Every one of these examples constitutes a serious war crime under one or more international conventions currently in effect. However, if it depended on identifying and trying the individuals directly responsible, it is unlikely that in most cases effective prosecution would be possible.  Does the investigative committee hope to identify and apprehend every member of the Ukrainian armed forces and associated personnel who obeyed illegal orders and aimed and fired their artillery weapons at civilians in the Donbass, or even most of them? The likelihood of that happening is minimal. A similar problem arises with prosecuting and punishing the culprits for the destruction of the Dam. Is probative evidence of individual responsibility even at the operational level likely to ever be located and seized by investigators now or in the aftermath of the disintegration of Ukraine’s governing structures? Again, highly unlikely. For justice to be done, ultimate criminal liability must be imputed to actors at political and military levels who issued the orders which resulted in the slaughter and mayhem of Ukrainian military personnel, which Scott Ritter, a likely expert witness in future proceedings, has aptly called “military malpractice.”

Similar examples, where the impact of conventional criminal prosecution thinking would be extremely inadequate to achieve comprehensive justice, could be multiplied but these are sufficient to make the point.

To avoid this conundrum, it is unnecessary to reinvent the wheel. But if it is to fulfil its task credibly the new Tribunal must conceptually step out of its comfort zone.

The Tribunal obviously must first prepare the legal foundation for its activity. It should do that by declaring itself a court of universal jurisdiction. That would give it the capability to judge all internationally recognised crimes against humanity and violations of local criminal statutes occurring in the territory of the Russian Federation or the former Ukraine from 2014 to the present, regardless of whence they might have been conceived, instigated, or planned. The assumption of such jurisdiction would enable the Tribunal to consider crimes committed both prior to the commencement of the Special Military Operation and since then, without spatial limitations. The clarification of the issue of territorial jurisdiction is important. Included under the Tribunal’s mandate would be areas that had been part of pre-SMO Russia as well as regions that voted subsequently to join the Russian Federation where civilians or civilian infrastructure had deliberately been targeted or other grave violations of international humanitarian law might have been committed. It is important to stress that assumption of universal jurisdiction is crucial for an additional reason. It would include under the Tribunal’s mandate not just venues within Ukraine where crimes falling under the Tribunal’s remit might have been planned or committed, but foreign centres and actors involved in the planning, enabling, and commission of those crimes as well.

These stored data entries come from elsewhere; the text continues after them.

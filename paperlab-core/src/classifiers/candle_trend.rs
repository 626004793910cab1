//! Heiken-Ashi candle direction and the three-state trend dot.

use crate::domain::{Candle, Trend, TrendDot};
use crate::series::Series;

#[derive(Debug, Clone, Default)]
pub struct CandleTrend {
    trends: Series<Option<Trend>>,
    dots: Series<Option<TrendDot>>,
}

impl CandleTrend {
    pub fn new() -> Self {
        Self::default()
    }

    /// Classify the Heiken-Ashi candle at `index`. The dot needs a previous
    /// candle, so bar 0 only gets a direction.
    pub fn update(&mut self, index: usize, ha: &Candle) -> Option<TrendDot> {
        let trend = Trend::from_open_close(ha.open, ha.close);
        self.trends.set(index, Some(trend));

        let prev = index.checked_sub(1).and_then(|p| self.trends.get(p))?;
        let dot = TrendDot::from_pair(prev, trend);
        self.dots.set(index, Some(dot));
        Some(dot)
    }

    pub fn trend(&self, index: usize) -> Option<Trend> {
        self.trends.get(index)
    }

    pub fn dot(&self, index: usize) -> Option<TrendDot> {
        self.dots.get(index)
    }

    /// True when bars `index-1` and `index` are both `target` and bar
    /// `index-2` was not: the trend has just come back to `target`.
    pub fn returning_to(&self, index: usize, target: Trend) -> bool {
        if index < 2 {
            return false;
        }
        let t0 = self.trend(index);
        let t1 = self.trend(index - 1);
        let t2 = self.trend(index - 2);
        t0 == Some(target) && t1 == Some(target) && t2.is_some() && t2 != t1
    }

    pub fn truncate(&mut self, len: usize) {
        self.trends.truncate(len);
        self.dots.truncate(len);
    }

    pub fn clear(&mut self) {
        self.trends.clear();
        self.dots.clear();
    }
}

In order to facilitate its task of meting out justice on the widest possible scale, the Tribunal should adopt within its practice two key modes of criminal liability utilised by ICTY and ICC, the Western-sponsored Tribunals ostensibly dealing with analogous issues: Joint Criminal Responsibility and Command Responsibility. There would be no need and moreover it would be inadvisable to uncritically copy the frequently abusive ways in which the aforementioned Western institutions have interpreted and applied these legal institutes. Clearly, some of the more grotesque modalities of JCR as applied by the Hague Tribunal should be discarded. However, the sound core of both concepts, which provides for punishment based on forms of vicarious liability, should be retained, retooled, and placed at the Tribunal’s disposal.

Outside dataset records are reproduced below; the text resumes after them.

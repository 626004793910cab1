//! Typed names for every series the engine exposes.

use serde::{Deserialize, Serialize};
use std::fmt;
use std::str::FromStr;
use thiserror::Error;

/// Scalar output series, addressed by name rather than by position.
///
/// Label series (trends, edges, exits) read as numeric codes; see the `code()`
/// methods on the label types. Unset slots read as 0.
#[derive(Debug, Clone, Copy, PartialEq, Eq, Hash, Serialize, Deserialize)]
#[serde(rename_all = "snake_case")]
pub enum SeriesKey {
    LaguerreL0,
    LaguerreL1,
    LaguerreL2,
    LaguerreL3,
    GaussianOpen,
    GaussianHigh,
    GaussianLow,
    GaussianClose,
    FractalGamma,
    Oscillator,
    ThresholdEdge,
    FastMa,
    SlowMa,
    CloudTrend,
    CloudDirection,
    CloudCrossover,
    HaOpen,
    HaHigh,
    HaLow,
    HaClose,
    CandleTrend,
    TrendDot,
    Adx,
    AdxStrength,
    PriceCrossMa,
    PriceCross,
    PriceCrossMarker,
    EntrySignal,
    ReenterLong,
    ReenterShort,
    Exit,
    ExitReason,
}

impl SeriesKey {
    pub const ALL: [SeriesKey; 32] = [
        SeriesKey::LaguerreL0,
        SeriesKey::LaguerreL1,
        SeriesKey::LaguerreL2,
        SeriesKey::LaguerreL3,
        SeriesKey::GaussianOpen,
        SeriesKey::GaussianHigh,
        SeriesKey::GaussianLow,
        SeriesKey::GaussianClose,
        SeriesKey::FractalGamma,
        SeriesKey::Oscillator,
        SeriesKey::ThresholdEdge,
        SeriesKey::FastMa,
        SeriesKey::SlowMa,
        SeriesKey::CloudTrend,
        SeriesKey::CloudDirection,
        SeriesKey::CloudCrossover,
        SeriesKey::HaOpen,
        SeriesKey::HaHigh,
        SeriesKey::HaLow,
        SeriesKey::HaClose,
        SeriesKey::CandleTrend,
        SeriesKey::TrendDot,
        SeriesKey::Adx,
        SeriesKey::AdxStrength,
        SeriesKey::PriceCrossMa,
        SeriesKey::PriceCross,
        SeriesKey::PriceCrossMarker,
        SeriesKey::EntrySignal,
        SeriesKey::ReenterLong,
        SeriesKey::ReenterShort,
        SeriesKey::Exit,
        SeriesKey::ExitReason,
    ];

    pub fn name(self) -> &'static str {
        match self {
            SeriesKey::LaguerreL0 => "laguerre_l0",
            SeriesKey::LaguerreL1 => "laguerre_l1",
            SeriesKey::LaguerreL2 => "laguerre_l2",
            SeriesKey::LaguerreL3 => "laguerre_l3",
            SeriesKey::GaussianOpen => "gaussian_open",
            SeriesKey::GaussianHigh => "gaussian_high",
            SeriesKey::GaussianLow => "gaussian_low",
            SeriesKey::GaussianClose => "gaussian_close",
            SeriesKey::FractalGamma => "fractal_gamma",
            SeriesKey::Oscillator => "oscillator",
            SeriesKey::ThresholdEdge => "threshold_edge",
            SeriesKey::FastMa => "fast_ma",
            SeriesKey::SlowMa => "slow_ma",
            SeriesKey::CloudTrend => "cloud_trend",
            SeriesKey::CloudDirection => "cloud_direction",
            SeriesKey::CloudCrossover => "cloud_crossover",
            SeriesKey::HaOpen => "ha_open",
            SeriesKey::HaHigh => "ha_high",
            SeriesKey::HaLow => "ha_low",
            SeriesKey::HaClose => "ha_close",
            SeriesKey::CandleTrend => "candle_trend",
            SeriesKey::TrendDot => "trend_dot",
            SeriesKey::Adx => "adx",
            SeriesKey::AdxStrength => "adx_strength",
            SeriesKey::PriceCrossMa => "price_cross_ma",
            SeriesKey::PriceCross => "price_cross",
            SeriesKey::PriceCrossMarker => "price_cross_marker",
            SeriesKey::EntrySignal => "entry_signal",
            SeriesKey::ReenterLong => "reenter_long",
            SeriesKey::ReenterShort => "reenter_short",
            SeriesKey::Exit => "exit",
            SeriesKey::ExitReason => "exit_reason",
        }
    }
}

impl fmt::Display for SeriesKey {
    fn fmt(&self, f: &mut fmt::Formatter<'_>) -> fmt::Result {
        f.write_str(self.name())
    }
}

#[derive(Debug, Error, PartialEq, Eq)]
#[error("unknown series key: {0}")]
pub struct UnknownSeriesKey(pub String);

impl FromStr for SeriesKey {
    type Err = UnknownSeriesKey;

    fn from_str(s: &str) -> Result<Self, Self::Err> {
        SeriesKey::ALL
            .iter()
            .copied()
            .find(|key| key.name() == s)
            .ok_or_else(|| UnknownSeriesKey(s.to_string()))
    }
}

/// Range-band outputs.
#[derive(Debug, Clone, Copy, PartialEq, Eq, Hash, Serialize, Deserialize)]
#[serde(rename_all = "snake_case")]
pub enum BandKey {
    Overbought,
    Oversold,
    BullishCloud,
    BearishCloud,
}

#[cfg(test)]
mod tests {
    use super::*;

    #[test]
    fn names_round_trip_through_from_str() {
        for key in SeriesKey::ALL {
            assert_eq!(key.name().parse::<SeriesKey>(), Ok(key));
        }
    }

    #[test]
    fn names_are_unique() {
        let mut names: Vec<&str> = SeriesKey::ALL.iter().map(|k| k.name()).collect();
        names.sort_unstable();
        names.dedup();
        assert_eq!(names.len(), SeriesKey::ALL.len());
    }

    #[test]
    fn serde_name_matches_display() {
        let json = serde_json::to_string(&SeriesKey::CloudCrossover).unwrap();
        assert_eq!(json, "\"cloud_crossover\"");
        assert_eq!(SeriesKey::CloudCrossover.to_string(), "cloud_crossover");
    }

    #[test]
    fn unknown_name_is_rejected() {
        let err = "lrsi".parse::<SeriesKey>().unwrap_err();
        assert_eq!(err.to_string(), "unknown series key: lrsi");
    }
}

The appropriate use of these legal instruments would empower the Tribunal to do what must be done if in this conflict justice is truly to be served. Integral justice cannot be achieved by apprehending and punishing mostly low-level implementers of overarching plans and directives emanating from superior levels. The planners and enablers must also be legally targeted and effectively called to account. They were not at the front lines, they usually do not pull triggers, nor do they load and fire artillery pieces causing the death of children and innocent civilians. Yet their role in generating the criminal outcome is essential. Without their contribution – the logistical preparations, ideological indoctrination, and directives issued to their underlings – the low-level personnel (who of course must also be punished where appropriate for the crimes in which they had willingly taken part) in most cases would probably not have acted or have had the opportunity to act in a culpable manner.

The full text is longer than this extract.